Sin embargo, detrás de este nombre aparentemente cotidiano se esconde una historia que comenzó mucho antes de la construcción de la urbanización. Para descubrirla hay que viajar hasta la Asturias natal de Ramón de Campoamor y regresar después a la gran finca rural que el poeta poseyó junto al Mediterráneo.
Un nombre que conduce hasta Asturias
Ramón de Campoamor nació en Navia, Asturias, el 24 de septiembre de 1817. Antes de convertirse en uno de los poetas más populares de su tiempo, académico de la lengua y figura destacada de la política española del siglo XIX, pasó sus primeros años vinculado a esta localidad del occidente asturiano.
Décadas después, su apellido quedaría unido para siempre a un territorio situado a cientos de kilómetros de su lugar de nacimiento: la antigua Dehesa de San Ginés, en la costa de Orihuela.
Esta finca perteneció a Guillermina O’Gorman Vázquez, esposa de Ramón de Campoamor, quien la había recibido de su familia. Ramón de Campoamor no fue, por tanto, su propietario original, aunque se ocupó de su administración, residió aquí durante largas temporadas y quedó estrechamente ligado a estas tierras. Con el paso del tiempo, los trabajadores y vecinos de las localidades próximas comenzaron a identificar la finca con su apellido, lo que dió origen al nombre de Dehesa de Campoamor.
Entre los nombres asociados a aquella antigua geografía aparece uno que continúa resultándonos muy familiar: Navia.

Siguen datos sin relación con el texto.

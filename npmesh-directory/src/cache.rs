//! Descriptor caching: an in-process map and the on-disk peer list.

use std::collections::HashMap;
use std::path::Path;
use std::time::{Duration, Instant};

use chrono::{DateTime, Utc};
use parking_lot::RwLock;
use serde::{Deserialize, Serialize};
use tokio::fs;
use tokio::io::AsyncWriteExt;
use tracing::{debug, info};

use npmesh_core::constants::MIN_PERSISTED_PEERS;
use npmesh_core::error::Result;
use npmesh_core::types::RegistryDescriptor;

// ═══════════════════════════════════════════════════════════════════════════════
// IN-PROCESS DESCRIPTOR CACHE
// ═══════════════════════════════════════════════════════════════════════════════

struct CacheState {
    entries: HashMap<String, RegistryDescriptor>,
    refreshed_at: Instant,
}

/// Descriptors keyed by registry URL.
///
/// Entries do not expire individually; the whole map is wiped once the
/// refresh interval has passed. Failed lookups are never cached.
pub struct DescriptorCache {
    state: RwLock<CacheState>,
    refresh_interval: Duration,
}

impl DescriptorCache {
    /// Creates an empty cache.
    pub fn new(refresh_interval: Duration) -> Self {
        Self {
            state: RwLock::new(CacheState {
                entries: HashMap::new(),
                refreshed_at: Instant::now(),
            }),
            refresh_interval,
        }
    }

    fn clear_if_stale(&self) {
        let stale = self.state.read().refreshed_at.elapsed() > self.refresh_interval;
        if stale {
            let mut state = self.state.write();
            if state.refreshed_at.elapsed() > self.refresh_interval {
                debug!(entries = state.entries.len(), "Wiping descriptor cache");
                state.entries.clear();
                state.refreshed_at = Instant::now();
            }
        }
    }

    /// Gets a cached descriptor.
    pub fn get(&self, url: &str) -> Option<RegistryDescriptor> {
        self.clear_if_stale();
        self.state.read().entries.get(url).cloned()
    }

    /// Caches a descriptor under `url`.
    pub fn insert(&self, url: &str, descriptor: RegistryDescriptor) {
        self.clear_if_stale();
        self.state.write().entries.insert(url.to_string(), descriptor);
    }

    /// Removes all entries.
    pub fn clear(&self) {
        let mut state = self.state.write();
        state.entries.clear();
        state.refreshed_at = Instant::now();
    }

    /// Returns the number of cached descriptors.
    pub fn len(&self) -> usize {
        self.state.read().entries.len()
    }

    /// Returns true if the cache is empty.
    pub fn is_empty(&self) -> bool {
        self.state.read().entries.is_empty()
    }
}

// ═══════════════════════════════════════════════════════════════════════════════
// ON-DISK PEER CACHE
// ═══════════════════════════════════════════════════════════════════════════════

/// Contents of the peer cache file.
#[derive(Clone, Debug, Serialize, Deserialize)]
#[serde(rename_all = "camelCase")]
pub struct PeerCacheFile {
    /// When the list was written
    pub saved_at: DateTime<Utc>,
    /// Registries found by the crawl that wrote the file
    pub registries: Vec<RegistryDescriptor>,
}

impl PeerCacheFile {
    /// Returns true if the file was saved within `max_age` and not in the future.
    pub fn is_fresh(&self, max_age: Duration, now: DateTime<Utc>) -> bool {
        let age = now.signed_duration_since(self.saved_at);
        match age.to_std() {
            Ok(age) => age <= max_age,
            Err(_) => false,
        }
    }
}

/// Loads the peer list if the file exists and is fresh.
///
/// Unreadable or stale files yield `None`.
pub async fn load_peer_cache(path: &Path, max_age: Duration) -> Option<Vec<RegistryDescriptor>> {
    let contents = fs::read(path).await.ok()?;
    let file: PeerCacheFile = match serde_json::from_slice(&contents) {
        Ok(file) => file,
        Err(e) => {
            debug!(path = ?path, error = %e, "Ignoring unreadable peer cache");
            return None;
        }
    };
    if !file.is_fresh(max_age, Utc::now()) {
        debug!(path = ?path, saved_at = %file.saved_at, "Ignoring stale peer cache");
        return None;
    }
    debug!(path = ?path, count = file.registries.len(), "Loaded peer cache");
    Some(file.registries)
}

/// Saves the peer list, unless it is too short to be trusted.
///
/// Returns whether the file was written.
pub async fn save_peer_cache(path: &Path, registries: &[RegistryDescriptor]) -> Result<bool> {
    if registries.len() < MIN_PERSISTED_PEERS {
        debug!(count = registries.len(), "Peer list too short, not persisting");
        return Ok(false);
    }

    let file = PeerCacheFile {
        saved_at: Utc::now(),
        registries: registries.to_vec(),
    };
    let serialized = serde_json::to_vec_pretty(&file)?;

    if let Some(parent) = path.parent() {
        fs::create_dir_all(parent).await?;
    }

    // Write atomically (write to temp, then rename)
    let temp_path = path.with_extension("tmp");
    let mut out = fs::File::create(&temp_path).await?;
    out.write_all(&serialized).await?;
    out.sync_all().await?;
    fs::rename(&temp_path, path).await?;

    info!(count = registries.len(), path = ?path, "Saved peer cache");
    Ok(true)
}
//! Hedged races between sibling tasks.

use std::sync::atomic::{AtomicU64, Ordering};
use std::sync::Arc;

const NO_WINNER: u64 = u64::MAX;

/// A group of tasks racing for the same content.
///
/// The first member to [`claim`](Self::claim) the group wins; every other
/// member is cancelled from then on.
#[derive(Debug)]
pub struct RaceGroup {
    winner: AtomicU64,
}

impl RaceGroup {
    /// Creates an unclaimed group.
    pub fn new() -> Arc<Self> {
        Arc::new(Self {
            winner: AtomicU64::new(NO_WINNER),
        })
    }

    /// Tries to make `member` the winner. Returns true if `member` holds the group.
    pub fn claim(&self, member: u64) -> bool {
        match self
            .winner
            .compare_exchange(NO_WINNER, member, Ordering::AcqRel, Ordering::Acquire)
        {
            Ok(_) => true,
            Err(current) => current == member,
        }
    }

    /// The winning member, if any.
    pub fn winner(&self) -> Option<u64> {
        match self.winner.load(Ordering::Acquire) {
            NO_WINNER => None,
            member => Some(member),
        }
    }

    /// Returns true if another member has won.
    pub fn is_lost_for(&self, member: u64) -> bool {
        matches!(self.winner(), Some(w) if w != member)
    }
}

#[cfg(test)]
mod tests {
    use super::*;

    #[test]
    fn test_first_claim_wins() {
        let group = RaceGroup::new();
        assert_eq!(group.winner(), None);
        assert!(!group.is_lost_for(1));

        assert!(group.claim(1));
        assert!(group.claim(1));
        assert!(!group.claim(2));
        assert_eq!(group.winner(), Some(1));
        assert!(group.is_lost_for(2));
        assert!(!group.is_lost_for(1));
    }

    #[test]
    fn test_concurrent_claims() {
        let group = RaceGroup::new();
        let handles: Vec<_> = (0..16u64)
            .map(|member| {
                let group = Arc::clone(&group);
                std::thread::spawn(move || group.claim(member))
            })
            .collect();
        let wins = handles
            .into_iter()
            .map(|h| h.join().unwrap())
            .filter(|won| *won)
            .count();
        assert_eq!(wins, 1);
    }
}
//! Directory-backed nanopub store.
//!
//! Each nanopub lives in `<artifactCode>.<ext>`, serialized with the store's
//! codec. Files are re-verified on every read.

use std::fs;
use std::io::Write;
use std::path::{Path, PathBuf};
use std::sync::Arc;

use bytes::Bytes;
use tracing::{debug, warn};

use npmesh_core::error::{NpmeshError, Result};
use npmesh_core::traits::{LocalStore, NanopubCodec};
use npmesh_core::types::{ContentAddress, Nanopub};

/// Store backed by a directory of serialized nanopubs.
pub struct DirStore {
    root: PathBuf,
    codec: Arc<dyn NanopubCodec>,
}

impl DirStore {
    /// Opens (and creates if needed) a store at `root`.
    pub fn open(root: impl AsRef<Path>, codec: Arc<dyn NanopubCodec>) -> Result<Self> {
        let root = root.as_ref().to_path_buf();
        fs::create_dir_all(&root)?;
        debug!(path = ?root, format = %codec.format(), "Opened directory store");
        Ok(Self { root, codec })
    }

    /// Returns the root directory.
    pub fn path(&self) -> &Path {
        &self.root
    }

    fn file_for(&self, address: &ContentAddress) -> PathBuf {
        self.root.join(format!(
            "{}.{}",
            address.artifact_code(),
            self.codec.format().extension()
        ))
    }

    /// Addresses of all stored nanopubs.
    pub fn addresses(&self) -> Result<Vec<ContentAddress>> {
        let ext = self.codec.format().extension();
        let mut addresses = Vec::new();
        for entry in fs::read_dir(&self.root)? {
            let path = entry?.path();
            if path.extension().and_then(|e| e.to_str()) != Some(ext) {
                continue;
            }
            if let Some(stem) = path.file_stem().and_then(|s| s.to_str()) {
                if let Ok(address) = ContentAddress::parse(stem) {
                    addresses.push(address);
                }
            }
        }
        Ok(addresses)
    }
}

impl LocalStore for DirStore {
    fn get(&self, address: &ContentAddress) -> Result<Option<Nanopub>> {
        let path = self.file_for(address);
        let body = match fs::read(&path) {
            Ok(body) => body,
            Err(e) if e.kind() == std::io::ErrorKind::NotFound => return Ok(None),
            Err(e) => return Err(e.into()),
        };

        let nanopub = Nanopub::decode(self.codec.as_ref(), Bytes::from(body))?;
        if nanopub.address() != address || !self.codec.verify(&nanopub) {
            warn!(path = ?path, "Stored nanopub failed verification");
            return Err(NpmeshError::VerificationFailed(address.to_string()));
        }
        Ok(Some(nanopub))
    }

    fn put(&self, nanopub: &Nanopub) -> Result<()> {
        let path = self.file_for(nanopub.address());
        let body = self.codec.encode(nanopub.quads())?;

        // Write atomically (write to temp, then rename)
        let temp_path = path.with_extension("tmp");
        let mut file = fs::File::create(&temp_path)?;
        file.write_all(&body)?;
        file.sync_all()?;
        fs::rename(&temp_path, &path)?;

        debug!(address = %nanopub.address(), "Stored nanopub");
        Ok(())
    }

    fn contains(&self, address: &ContentAddress) -> bool {
        self.file_for(address).exists()
    }
}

Navia ya existía en la antigua Dehesa
La documentación histórica permite conocer algunos de los nombres que identificaban las casas y explotaciones de la Dehesa durante el siglo XIX. Así podemos encontrar lugares como La Freala, La Guillermina, Matamoros o Campoamor, El Convento, Navia, La Rafaela, La Hacienda Vieja y La Bojosa.
Estos nombres corresponden a caseríos y puntos de actividad agrícola separados dentro de una propiedad de enormes dimensiones.

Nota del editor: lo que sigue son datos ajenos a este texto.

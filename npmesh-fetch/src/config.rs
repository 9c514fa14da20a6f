//! Fetch engine configuration.

use std::time::Duration;

use npmesh_core::constants::{
    CONNECT_TIMEOUT, INDEX_RACE_WIDTH, MAX_CONNECTIONS, MAX_PARALLEL_REQUESTS_PER_REGISTRY,
    OUTSTANDING_TASK_SOFT_CAP, POOL_WAIT, PROGRESS_INTERVAL, REQUEST_TIMEOUT, SCAN_INTERVAL,
};

/// Fetch engine configuration.
#[derive(Clone, Debug)]
pub struct FetchConfig {
    /// Concurrent attempts allowed against one registry
    pub max_per_registry: usize,
    /// Index expansion pauses while this many tasks are outstanding
    pub task_soft_cap: usize,
    /// Hedged attempts launched per sub-index and appended index
    pub race_width: usize,
    /// Coordinator wait between scans
    pub scan_interval: Duration,
    /// Progress callback interval, in writes
    pub progress_interval: u64,
    /// Connect timeout per attempt
    pub connect_timeout: Duration,
    /// Whole-request timeout per attempt
    pub request_timeout: Duration,
    /// Global budget of simultaneous connections
    pub max_connections: usize,
    /// How long an attempt waits for a connection slot
    pub pool_wait: Duration,
    /// Whether index nanopubs are written to the sink
    pub write_index: bool,
    /// Whether index elements are fetched and written
    pub write_content: bool,
    /// Registry tried first for every task, if set
    pub local_registry: Option<String>,
}

impl Default for FetchConfig {
    fn default() -> Self {
        Self {
            max_per_registry: MAX_PARALLEL_REQUESTS_PER_REGISTRY,
            task_soft_cap: OUTSTANDING_TASK_SOFT_CAP,
            race_width: INDEX_RACE_WIDTH,
            scan_interval: SCAN_INTERVAL,
            progress_interval: PROGRESS_INTERVAL,
            connect_timeout: CONNECT_TIMEOUT,
            request_timeout: REQUEST_TIMEOUT,
            max_connections: MAX_CONNECTIONS,
            pool_wait: POOL_WAIT,
            write_index: true,
            write_content: true,
            local_registry: None,
        }
    }
}

impl FetchConfig {
    /// Creates a new default configuration.
    pub fn new() -> Self {
        Self::default()
    }

    /// Sets which parts of an index tree are written.
    pub fn write(mut self, index: bool, content: bool) -> Self {
        self.write_index = index;
        self.write_content = content;
        self
    }

    /// Sets the preferred local registry.
    pub fn local_registry(mut self, url: impl Into<String>) -> Self {
        self.local_registry = Some(url.into());
        self
    }

    /// Sets the per-attempt request timeout.
    pub fn request_timeout(mut self, timeout: Duration) -> Self {
        self.request_timeout = timeout;
        self
    }

    /// Sets the progress interval.
    pub fn progress_interval(mut self, interval: u64) -> Self {
        self.progress_interval = interval.max(1);
        self
    }
}

#[cfg(test)]
mod tests {
    use super::*;

    #[test]
    fn test_defaults() {
        let config = FetchConfig::default();
        assert_eq!(config.max_per_registry, 5);
        assert_eq!(config.task_soft_cap, 3000);
        assert_eq!(config.race_width, 3);
        assert_eq!(config.progress_interval, 100);
        assert_eq!(config.pool_wait, Duration::from_millis(100));
        assert!(config.write_index && config.write_content);
    }

    #[test]
    fn test_builders() {
        let config = FetchConfig::new()
            .write(false, true)
            .local_registry("http://localhost:4800/")
            .progress_interval(0);
        assert!(!config.write_index);
        assert_eq!(config.local_registry.as_deref(), Some("http://localhost:4800/"));
        assert_eq!(config.progress_interval, 1);
    }
}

Una Real Orden del 4 de enero de 1868 reconoció a ocho caseríos de la finca de Ramón de Campoamor los beneficios previstos por la legislación para fomentar la población rural. El expediente describía una finca de unas 2.600 hectáreas, de las que aproximadamente 1.340 estaban vinculadas a siete caseríos y otras 1.250 se destinaban a una granja de cultivos extensivos.
Esta documentación nos ayuda a imaginar un paisaje completamente distinto. Donde hoy se levantan viviendas y discurren carreteras, entonces se extendían campos y caminos que comunicaban unas casas con otras.

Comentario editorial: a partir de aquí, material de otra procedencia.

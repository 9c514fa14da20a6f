//! Directory configuration.

use std::path::PathBuf;
use std::time::Duration;

use npmesh_core::constants::{
    BLOCKED_REGISTRIES, BOOTSTRAP_REGISTRIES, DESCRIPTOR_REFRESH_INTERVAL, PEER_CACHE_MAX_AGE,
    REQUIRED_PROTOCOL_VERSION,
};

/// Environment variable holding an explicit registry list.
pub const ENV_REGISTRIES: &str = "NPMESH_REGISTRIES";

/// Environment variable overriding the peer cache file.
pub const ENV_CACHE_FILE: &str = "NPMESH_CACHE_FILE";

/// Default location of the peer cache, under the user's home directory.
pub fn default_cache_file() -> Option<PathBuf> {
    std::env::var_os("HOME").map(|home| {
        PathBuf::from(home)
            .join(".nanopub")
            .join("cachedservers.json")
    })
}

/// Registry directory configuration.
#[derive(Clone, Debug)]
pub struct DirectoryConfig {
    /// Registries contacted when no fresh peer cache is available
    pub bootstrap: Vec<String>,
    /// Peers never queued by a crawl
    pub blocklist: Vec<String>,
    /// Explicit registry list; replaces bootstrap and cache when set
    pub registries: Option<Vec<String>>,
    /// Peer cache file (`None` disables the disk cache)
    pub cache_file: Option<PathBuf>,
    /// Maximum age of a usable peer cache
    pub cache_max_age: Duration,
    /// Interval after which the descriptor cache is wiped
    pub descriptor_refresh: Duration,
    /// Oldest acceptable registry protocol version
    pub min_protocol_version: String,
    /// Connect timeout for descriptor and peer requests
    pub connect_timeout: Duration,
    /// Whole-request timeout for descriptor and peer requests
    pub timeout: Duration,
}

impl Default for DirectoryConfig {
    fn default() -> Self {
        Self {
            bootstrap: BOOTSTRAP_REGISTRIES.iter().map(|s| s.to_string()).collect(),
            blocklist: BLOCKED_REGISTRIES.iter().map(|s| s.to_string()).collect(),
            registries: None,
            cache_file: default_cache_file(),
            cache_max_age: PEER_CACHE_MAX_AGE,
            descriptor_refresh: DESCRIPTOR_REFRESH_INTERVAL,
            min_protocol_version: REQUIRED_PROTOCOL_VERSION.into(),
            connect_timeout: Duration::from_secs(5),
            timeout: Duration::from_secs(10),
        }
    }
}

/// Splits a space- or comma-separated registry list.
pub fn parse_registry_list(value: &str) -> Vec<String> {
    value
        .split(|c: char| c.is_whitespace() || c == ',')
        .filter(|s| !s.is_empty())
        .map(str::to_string)
        .collect()
}

impl DirectoryConfig {
    /// Builds a config from the environment, after loading `.env` if present.
    pub fn from_env() -> Self {
        let _ = dotenvy::dotenv();

        let mut config = Self::default();
        if let Ok(list) = std::env::var(ENV_REGISTRIES) {
            let registries = parse_registry_list(&list);
            if !registries.is_empty() {
                config.registries = Some(registries);
            }
        }
        if let Ok(path) = std::env::var(ENV_CACHE_FILE) {
            config.cache_file = Some(PathBuf::from(path));
        }
        config
    }

    /// Uses an explicit registry list.
    pub fn with_registries(mut self, registries: Vec<String>) -> Self {
        self.registries = Some(registries);
        self
    }

    /// Replaces the bootstrap list.
    pub fn with_bootstrap(mut self, bootstrap: Vec<String>) -> Self {
        self.bootstrap = bootstrap;
        self
    }

    /// Replaces the blocklist.
    pub fn with_blocklist(mut self, blocklist: Vec<String>) -> Self {
        self.blocklist = blocklist;
        self
    }

    /// Sets the peer cache file.
    pub fn with_cache_file(mut self, path: impl Into<PathBuf>) -> Self {
        self.cache_file = Some(path.into());
        self
    }

    /// Disables the disk cache.
    pub fn no_cache_file(mut self) -> Self {
        self.cache_file = None;
        self
    }

    /// Sets the request timeout.
    pub fn with_timeout(mut self, timeout: Duration) -> Self {
        self.timeout = timeout;
        self
    }

    /// Returns true if `url` is blocklisted.
    pub fn is_blocked(&self, url: &str) -> bool {
        self.blocklist.iter().any(|b| b == url)
    }
}

#[cfg(test)]
mod tests {
    use super::*;

    #[test]
    fn test_defaults() {
        let config = DirectoryConfig::default();
        assert_eq!(config.bootstrap.len(), BOOTSTRAP_REGISTRIES.len());
        assert!(config.is_blocked("http://nanopub.exynize.com/"));
        assert!(config.registries.is_none());
        assert_eq!(config.min_protocol_version, "0.2");
    }

    #[test]
    fn test_parse_registry_list() {
        assert_eq!(
            parse_registry_list("https://a.org/, https://b.org/\nhttps://c.org/"),
            vec!["https://a.org/", "https://b.org/", "https://c.org/"]
        );
        assert!(parse_registry_list("  ,, ").is_empty());
    }

    #[test]
    fn test_builders() {
        let config = DirectoryConfig::default()
            .with_registries(vec!["https://a.org/".into()])
            .with_blocklist(vec![])
            .no_cache_file();
        assert!(config.cache_file.is_none());
        assert!(!config.is_blocked("http://nanopub.exynize.com/"));
        assert_eq!(config.registries.as_deref().map(|r| r.len()), Some(1));
    }
}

Navia formaba parte de ese mundo rural.
¿Un homenaje a su lugar de nacimiento?
La coincidencia resulta difícil de ignorar. Ramón de Campoamor había nacido en Navia y una de los caserios de su propiedad mediterránea también era conocida con ese nombre.
Del antiguo caserío al Campoamor actual
El paisaje de la Dehesa se transformó por completo durante el siglo XX, especialmente con el desarrollo residencial y turístico de la costa hoy ya un núcleo de población estable. Desaparecieron explotaciones agrícolas, se modificaron los caminos y las antiguas casas dejaron paso a una nueva forma de habitar el territorio.
Los nombres, en cambio, demostraron una resistencia extraordinaria.
La Glea, El Convento, La Bojosa, La Hacienda Vieja, Guillermina o Navia continuaron formando parte de la geografía y de la memoria local. Algunos identifican playas, parajes, urbanizaciones, calles o establecimientos. Son palabras que han sobrevivido al paisaje en el que nacieron.
Eso es precisamente lo que sucede con Navia. El antiguo nombre permanece hoy en lugares tan reconocibles como el cine Navia o la pizzería y la heladería Navia. Probablemente muchas personas los hayan visitado sin saber que esa palabra nos lleva hasta una villa asturiana situada a más de 800 kilómetros de Campoamor.
Por eso, la próxima vez que pasemos junto al cine Navia o entremos en la heladería del mismo nombre, quizá podamos mirar ese rótulo de otra manera. Navia no es únicamente una denominación comercial que se ha repetido con el paso de los años. Es también una palabra vinculada a los orígenes de la Dehesa y al lugar donde comenzó la vida de Ramón de Campoamor.